Using the data below, work out how many lines contain "DeleteError", and report only that number.
——————
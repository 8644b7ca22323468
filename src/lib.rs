// Context Actions - user-defined file manager context menu actions
//
// This is the library crate: item model, edition tracking, I/O providers,
// export formats and the selection services. The binary crate (main.rs)
// provides the command line entry point.

pub mod config;
pub mod edition;
pub mod export;
pub mod io;
pub mod logging;
pub mod metrics;
pub mod models;
pub mod services;

// Re-export commonly used types for convenience
pub use config::ConfigManager;
pub use edition::{Duplicable, Duplicate, EditionChange, EditionConsumer, EditionTracker};
pub use export::{ExportFormat, ExportResolver, FormatId};
pub use io::{IoProvider, Messages, ProviderCode, ProviderRegistry, WritabilityStatus};
pub use metrics::Metrics;
pub use models::{Action, Menu, ObjectItem, Preferences, Profile};

/// Application version
pub const VERSION: &str = env!("CARGO_PKG_VERSION");

/// Application name
pub const APP_NAME: &str = env!("CARGO_PKG_NAME");
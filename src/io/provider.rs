use crate::models::ObjectItem;

/// Human-readable diagnostics accumulated by an operation.
///
/// Providers and the registry only ever append to it.
pub type Messages = Vec<String>;

/// Result code of a provider write, delete or data duplication.
#[derive(Debug, Clone, Copy, PartialEq, Eq, Hash)]
pub enum ProviderCode {
    Ok,
    /// The caller or the provider broke a contract.
    ProgramError,
    /// The provider does not want to do the requested operation.
    NotWillingToRun,
    WriteError,
    DeleteError,
}

impl ProviderCode {
    pub fn is_ok(self) -> bool {
        self == ProviderCode::Ok
    }

    pub fn label(self) -> &'static str {
        match self {
            ProviderCode::Ok => "Operation was successful.",
            ProviderCode::ProgramError => "Program flow error. Please report it.",
            ProviderCode::NotWillingToRun => "The I/O provider is not willing to do that.",
            ProviderCode::WriteError => "Write error in I/O provider.",
            ProviderCode::DeleteError => "Unable to delete the item from the I/O provider.",
        }
    }
}

impl std::fmt::Display for ProviderCode {
    fn fmt(&self, f: &mut std::fmt::Formatter<'_>) -> std::fmt::Result {
        f.write_str(self.label())
    }
}

/// A configuration storage backend.
///
/// Every provider reads. Writing and provider-data duplication are optional
/// capabilities, queried through [`writer()`](Self::writer) and
/// [`data_duplicator()`](Self::data_duplicator).
pub trait IoProvider: Send + Sync {
    /// Stable identifier, unique among providers (e.g. `io-yaml`).
    fn id(&self) -> &str;

    /// Name displayed to the user.
    fn name(&self) -> String {
        String::new()
    }

    /// Read every item this provider stores.
    ///
    /// Returns a flat, unordered list; failures are reported by appending
    /// to `messages`.
    fn read_items(&self, messages: &mut Messages) -> Vec<ObjectItem>;

    /// Whether the provider has write support at all. Static.
    fn is_willing_to_write(&self) -> bool {
        false
    }

    /// Whether writing currently works (permissions, storage...). Runtime.
    fn is_able_to_write(&self) -> bool {
        false
    }

    fn writer(&self) -> Option<&dyn ItemWriter> {
        None
    }

    fn data_duplicator(&self) -> Option<&dyn DataDuplicator> {
        None
    }
}

/// Write capability of a provider.
pub trait ItemWriter {
    /// Write `item`, replacing any previous version with the same id.
    ///
    /// The provider records itself in the item provenance on success.
    fn write_item(&self, item: &mut ObjectItem, messages: &mut Messages) -> ProviderCode;

    fn delete_item(&self, item: &ObjectItem, messages: &mut Messages) -> ProviderCode;
}

/// Provider-data duplication capability.
pub trait DataDuplicator {
    /// Copy the provider-specific data of `source` into `dest`.
    fn duplicate_data(
        &self,
        dest: &mut ObjectItem,
        source: &ObjectItem,
        messages: &mut Messages,
    ) -> ProviderCode;
}

#[cfg(test)]
mod tests {
    use super::*;

    struct ReadOnly;

    impl IoProvider for ReadOnly {
        fn id(&self) -> &str {
            "read-only"
        }

        fn read_items(&self, _messages: &mut Messages) -> Vec<ObjectItem> {
            Vec::new()
        }
    }

    #[test]
    fn test_default_capabilities() {
        let provider = ReadOnly;
        assert!(!provider.is_willing_to_write());
        assert!(!provider.is_able_to_write());
        assert!(provider.writer().is_none());
        assert!(provider.data_duplicator().is_none());
        assert!(provider.name().is_empty());
    }

    #[test]
    fn test_code_labels() {
        assert!(ProviderCode::Ok.is_ok());
        assert!(!ProviderCode::WriteError.is_ok());
        assert_eq!(
            ProviderCode::NotWillingToRun.to_string(),
            "The I/O provider is not willing to do that."
        );
    }
}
——————
## TASK SOLUTION
2